WHAT THIS TASK INVOLVES: The records that follow must be transcribed in full, without any change.
>>>
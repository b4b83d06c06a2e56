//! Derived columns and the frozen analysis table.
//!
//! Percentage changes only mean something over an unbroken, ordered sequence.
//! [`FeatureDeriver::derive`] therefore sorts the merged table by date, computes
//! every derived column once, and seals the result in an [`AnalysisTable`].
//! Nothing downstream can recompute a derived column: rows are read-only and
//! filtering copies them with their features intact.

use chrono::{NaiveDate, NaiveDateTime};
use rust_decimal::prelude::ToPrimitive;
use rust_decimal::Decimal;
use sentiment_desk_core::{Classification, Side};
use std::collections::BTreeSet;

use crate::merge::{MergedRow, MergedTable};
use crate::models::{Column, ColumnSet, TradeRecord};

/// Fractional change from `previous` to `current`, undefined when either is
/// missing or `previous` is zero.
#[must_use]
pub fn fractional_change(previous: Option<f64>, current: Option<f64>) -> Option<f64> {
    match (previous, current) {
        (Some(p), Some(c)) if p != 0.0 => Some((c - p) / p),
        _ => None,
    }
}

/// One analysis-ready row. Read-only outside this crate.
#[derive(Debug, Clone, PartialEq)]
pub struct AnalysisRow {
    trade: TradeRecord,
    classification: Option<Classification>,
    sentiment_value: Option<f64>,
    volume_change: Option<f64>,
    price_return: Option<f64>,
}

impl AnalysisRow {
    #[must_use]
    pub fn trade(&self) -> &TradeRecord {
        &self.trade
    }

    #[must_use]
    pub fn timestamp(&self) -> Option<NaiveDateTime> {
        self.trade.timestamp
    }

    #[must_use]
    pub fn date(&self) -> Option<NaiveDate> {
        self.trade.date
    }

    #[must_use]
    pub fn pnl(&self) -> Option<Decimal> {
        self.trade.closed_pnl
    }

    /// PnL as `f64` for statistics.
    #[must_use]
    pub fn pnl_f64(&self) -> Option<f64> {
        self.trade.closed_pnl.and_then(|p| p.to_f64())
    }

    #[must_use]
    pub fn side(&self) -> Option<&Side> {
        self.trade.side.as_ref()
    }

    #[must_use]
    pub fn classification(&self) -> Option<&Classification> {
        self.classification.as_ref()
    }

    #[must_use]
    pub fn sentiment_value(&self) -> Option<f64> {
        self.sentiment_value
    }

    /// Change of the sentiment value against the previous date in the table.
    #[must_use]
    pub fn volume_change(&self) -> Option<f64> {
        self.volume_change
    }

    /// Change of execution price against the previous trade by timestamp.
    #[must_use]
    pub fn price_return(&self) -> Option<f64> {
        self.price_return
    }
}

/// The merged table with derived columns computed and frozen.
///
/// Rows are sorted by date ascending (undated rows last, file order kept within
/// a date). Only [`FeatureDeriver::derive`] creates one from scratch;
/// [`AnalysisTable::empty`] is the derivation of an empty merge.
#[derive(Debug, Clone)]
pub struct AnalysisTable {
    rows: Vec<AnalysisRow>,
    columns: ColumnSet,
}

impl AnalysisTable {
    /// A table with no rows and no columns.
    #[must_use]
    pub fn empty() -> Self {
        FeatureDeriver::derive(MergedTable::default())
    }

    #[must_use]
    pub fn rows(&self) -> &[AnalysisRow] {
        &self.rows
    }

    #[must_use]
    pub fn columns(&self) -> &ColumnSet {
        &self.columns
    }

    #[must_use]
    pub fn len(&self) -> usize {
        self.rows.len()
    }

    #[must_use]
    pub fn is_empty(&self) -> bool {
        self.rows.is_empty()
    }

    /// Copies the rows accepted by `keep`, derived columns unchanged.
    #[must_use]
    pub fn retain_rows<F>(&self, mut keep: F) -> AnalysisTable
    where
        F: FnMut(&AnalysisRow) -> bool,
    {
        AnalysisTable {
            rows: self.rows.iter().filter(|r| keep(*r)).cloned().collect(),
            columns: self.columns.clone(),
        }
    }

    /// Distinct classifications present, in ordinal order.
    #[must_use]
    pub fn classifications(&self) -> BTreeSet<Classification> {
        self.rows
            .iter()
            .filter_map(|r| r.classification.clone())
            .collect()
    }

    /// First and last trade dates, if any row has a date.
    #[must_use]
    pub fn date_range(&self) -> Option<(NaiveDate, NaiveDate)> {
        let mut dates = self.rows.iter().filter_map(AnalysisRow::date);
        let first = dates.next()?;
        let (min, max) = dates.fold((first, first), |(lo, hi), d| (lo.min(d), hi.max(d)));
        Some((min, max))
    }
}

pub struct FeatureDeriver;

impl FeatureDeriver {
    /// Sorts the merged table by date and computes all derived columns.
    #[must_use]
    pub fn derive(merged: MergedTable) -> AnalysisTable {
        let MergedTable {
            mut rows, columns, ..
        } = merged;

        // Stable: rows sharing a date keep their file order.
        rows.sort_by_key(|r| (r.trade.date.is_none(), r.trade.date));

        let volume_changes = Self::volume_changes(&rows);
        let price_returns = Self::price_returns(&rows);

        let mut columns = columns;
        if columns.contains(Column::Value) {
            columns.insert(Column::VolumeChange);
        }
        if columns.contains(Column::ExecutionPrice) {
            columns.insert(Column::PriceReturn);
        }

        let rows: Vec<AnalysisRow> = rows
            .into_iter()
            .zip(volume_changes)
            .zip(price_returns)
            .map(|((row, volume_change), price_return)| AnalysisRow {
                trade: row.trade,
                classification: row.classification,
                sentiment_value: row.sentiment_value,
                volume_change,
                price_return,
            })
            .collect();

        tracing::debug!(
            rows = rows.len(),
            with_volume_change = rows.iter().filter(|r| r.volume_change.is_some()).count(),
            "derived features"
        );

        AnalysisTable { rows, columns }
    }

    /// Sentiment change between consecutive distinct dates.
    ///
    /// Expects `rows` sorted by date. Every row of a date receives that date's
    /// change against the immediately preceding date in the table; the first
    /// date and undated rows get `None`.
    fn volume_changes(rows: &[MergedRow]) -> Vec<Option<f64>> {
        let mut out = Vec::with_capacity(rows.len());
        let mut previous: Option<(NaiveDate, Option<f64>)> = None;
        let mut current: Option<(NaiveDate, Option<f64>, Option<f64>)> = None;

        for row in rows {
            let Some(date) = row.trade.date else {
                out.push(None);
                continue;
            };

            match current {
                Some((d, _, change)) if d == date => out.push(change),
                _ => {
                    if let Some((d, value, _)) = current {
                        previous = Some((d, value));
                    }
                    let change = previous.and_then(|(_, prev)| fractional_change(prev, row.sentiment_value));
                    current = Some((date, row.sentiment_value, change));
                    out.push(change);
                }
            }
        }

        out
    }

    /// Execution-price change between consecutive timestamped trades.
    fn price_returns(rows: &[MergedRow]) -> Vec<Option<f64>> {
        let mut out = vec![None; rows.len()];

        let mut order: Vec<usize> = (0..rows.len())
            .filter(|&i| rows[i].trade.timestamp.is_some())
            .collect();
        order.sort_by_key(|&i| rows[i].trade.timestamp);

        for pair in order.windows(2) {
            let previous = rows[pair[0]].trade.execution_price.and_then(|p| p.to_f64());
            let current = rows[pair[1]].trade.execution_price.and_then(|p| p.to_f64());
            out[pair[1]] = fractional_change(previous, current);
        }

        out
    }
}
<<<
EXPECTED ANSWER:
repository b4b83d06c06a2e56
//! Derived columns and the frozen analysis table.
//!
//! Percentage changes only mean something over an unbroken, ordered sequence.
//! [`FeatureDeriver::derive`] therefore sorts the merged table by date, computes
//! every derived column once, and seals the result in an [`AnalysisTable`].
//! Nothing downstream can recompute a derived column: rows are read-only and
//! filtering copies them with their features intact.

use chrono::{NaiveDate, NaiveDateTime};
use rust_decimal::prelude::ToPrimitive;
use rust_decimal::Decimal;
use sentiment_desk_core::{Classification, Side};
use std::collections::BTreeSet;

use crate::merge::{MergedRow, MergedTable};
use crate::models::{Column, ColumnSet, TradeRecord};

/// Fractional change from `previous` to `current`, undefined when either is
/// missing or `previous` is zero.
#[must_use]
pub fn fractional_change(previous: Option<f64>, current: Option<f64>) -> Option<f64> {
    match (previous, current) {
        (Some(p), Some(c)) if p != 0.0 => Some((c - p) / p),
        _ => None,
    }
}

/// One analysis-ready row. Read-only outside this crate.
#[derive(Debug, Clone, PartialEq)]
pub struct AnalysisRow {
    trade: TradeRecord,
    classification: Option<Classification>,
    sentiment_value: Option<f64>,
    volume_change: Option<f64>,
    price_return: Option<f64>,
}

impl AnalysisRow {
    #[must_use]
    pub fn trade(&self) -> &TradeRecord {
        &self.trade
    }

    #[must_use]
    pub fn timestamp(&self) -> Option<NaiveDateTime> {
        self.trade.timestamp
    }

    #[must_use]
    pub fn date(&self) -> Option<NaiveDate> {
        self.trade.date
    }

    #[must_use]
    pub fn pnl(&self) -> Option<Decimal> {
        self.trade.closed_pnl
    }

    /// PnL as `f64` for statistics.
    #[must_use]
    pub fn pnl_f64(&self) -> Option<f64> {
        self.trade.closed_pnl.and_then(|p| p.to_f64())
    }

    #[must_use]
    pub fn side(&self) -> Option<&Side> {
        self.trade.side.as_ref()
    }

    #[must_use]
    pub fn classification(&self) -> Option<&Classification> {
        self.classification.as_ref()
    }

    #[must_use]
    pub fn sentiment_value(&self) -> Option<f64> {
        self.sentiment_value
    }

    /// Change of the sentiment value against the previous date in the table.
    #[must_use]
    pub fn volume_change(&self) -> Option<f64> {
        self.volume_change
    }

    /// Change of execution price against the previous trade by timestamp.
    #[must_use]
    pub fn price_return(&self) -> Option<f64> {
        self.price_return
    }
}

/// The merged table with derived columns computed and frozen.
///
/// Rows are sorted by date ascending (undated rows last, file order kept within
/// a date). Only [`FeatureDeriver::derive`] creates one from scratch;
/// [`AnalysisTable::empty`] is the derivation of an empty merge.
#[derive(Debug, Clone)]
pub struct AnalysisTable {
    rows: Vec<AnalysisRow>,
    columns: ColumnSet,
}

impl AnalysisTable {
    /// A table with no rows and no columns.
    #[must_use]
    pub fn empty() -> Self {
        FeatureDeriver::derive(MergedTable::default())
    }

    #[must_use]
    pub fn rows(&self) -> &[AnalysisRow] {
        &self.rows
    }

    #[must_use]
    pub fn columns(&self) -> &ColumnSet {
        &self.columns
    }

    #[must_use]
    pub fn len(&self) -> usize {
        self.rows.len()
    }

    #[must_use]
    pub fn is_empty(&self) -> bool {
        self.rows.is_empty()
    }

    /// Copies the rows accepted by `keep`, derived columns unchanged.
    #[must_use]
    pub fn retain_rows<F>(&self, mut keep: F) -> AnalysisTable
    where
        F: FnMut(&AnalysisRow) -> bool,
    {
        AnalysisTable {
            rows: self.rows.iter().filter(|r| keep(*r)).cloned().collect(),
            columns: self.columns.clone(),
        }
    }

    /// Distinct classifications present, in ordinal order.
    #[must_use]
    pub fn classifications(&self) -> BTreeSet<Classification> {
        self.rows
            .iter()
            .filter_map(|r| r.classification.clone())
            .collect()
    }

    /// First and last trade dates, if any row has a date.
    #[must_use]
    pub fn date_range(&self) -> Option<(NaiveDate, NaiveDate)> {
        let mut dates = self.rows.iter().filter_map(AnalysisRow::date);
        let first = dates.next()?;
        let (min, max) = dates.fold((first, first), |(lo, hi), d| (lo.min(d), hi.max(d)));
        Some((min, max))
    }
}

pub struct FeatureDeriver;

impl FeatureDeriver {
    /// Sorts the merged table by date and computes all derived columns.
    #[must_use]
    pub fn derive(merged: MergedTable) -> AnalysisTable {
        let MergedTable {
            mut rows, columns, ..
        } = merged;

        // Stable: rows sharing a date keep their file order.
        rows.sort_by_key(|r| (r.trade.date.is_none(), r.trade.date));

        let volume_changes = Self::volume_changes(&rows);
        let price_returns = Self::price_returns(&rows);

        let mut columns = columns;
        if columns.contains(Column::Value) {
            columns.insert(Column::VolumeChange);
        }
        if columns.contains(Column::ExecutionPrice) {
            columns.insert(Column::PriceReturn);
        }

        let rows: Vec<AnalysisRow> = rows
            .into_iter()
            .zip(volume_changes)
            .zip(price_returns)
            .map(|((row, volume_change), price_return)| AnalysisRow {
                trade: row.trade,
                classification: row.classification,
                sentiment_value: row.sentiment_value,
                volume_change,
                price_return,
            })
            .collect();

        tracing::debug!(
            rows = rows.len(),
            with_volume_change = rows.iter().filter(|r| r.volume_change.is_some()).count(),
            "derived features"
        );

        AnalysisTable { rows, columns }
    }

    /// Sentiment change between consecutive distinct dates.
    ///
    /// Expects `rows` sorted by date. Every row of a date receives that date's
    /// change against the immediately preceding date in the table; the first
    /// date and undated rows get `None`.
    fn volume_changes(rows: &[MergedRow]) -> Vec<Option<f64>> {
        let mut out = Vec::with_capacity(rows.len());
        let mut previous: Option<(NaiveDate, Option<f64>)> = None;
        let mut current: Option<(NaiveDate, Option<f64>, Option<f64>)> = None;

        for row in rows {
            let Some(date) = row.trade.date else {
                out.push(None);
                continue;
            };

            match current {
                Some((d, _, change)) if d == date => out.push(change),
                _ => {
                    if let Some((d, value, _)) = current {
                        previous = Some((d, value));
                    }
                    let change = previous.and_then(|(_, prev)| fractional_change(prev, row.sentiment_value));
                    current = Some((date, row.sentiment_value, change));
                    out.push(change);
                }
            }
        }

        out
    }

    /// Execution-price change between consecutive timestamped trades.
    fn price_returns(rows: &[MergedRow]) -> Vec<Option<f64>> {
        let mut out = vec![None; rows.len()];

        let mut order: Vec<usize> = (0..rows.len())
            .filter(|&i| rows[i].trade.timestamp.is_some())
            .collect();
        order.sort_by_key(|&i| rows[i].trade.timestamp);

        for pair in order.windows(2) {
            let previous = rows[pair[0]].trade.execution_price.and_then(|p| p.to_f64());
            let current = rows[pair[1]].trade.execution_price.and_then(|p| p.to_f64());
            out[pair[1]] = fractional_change(previous, current);
        }

        out
    }
}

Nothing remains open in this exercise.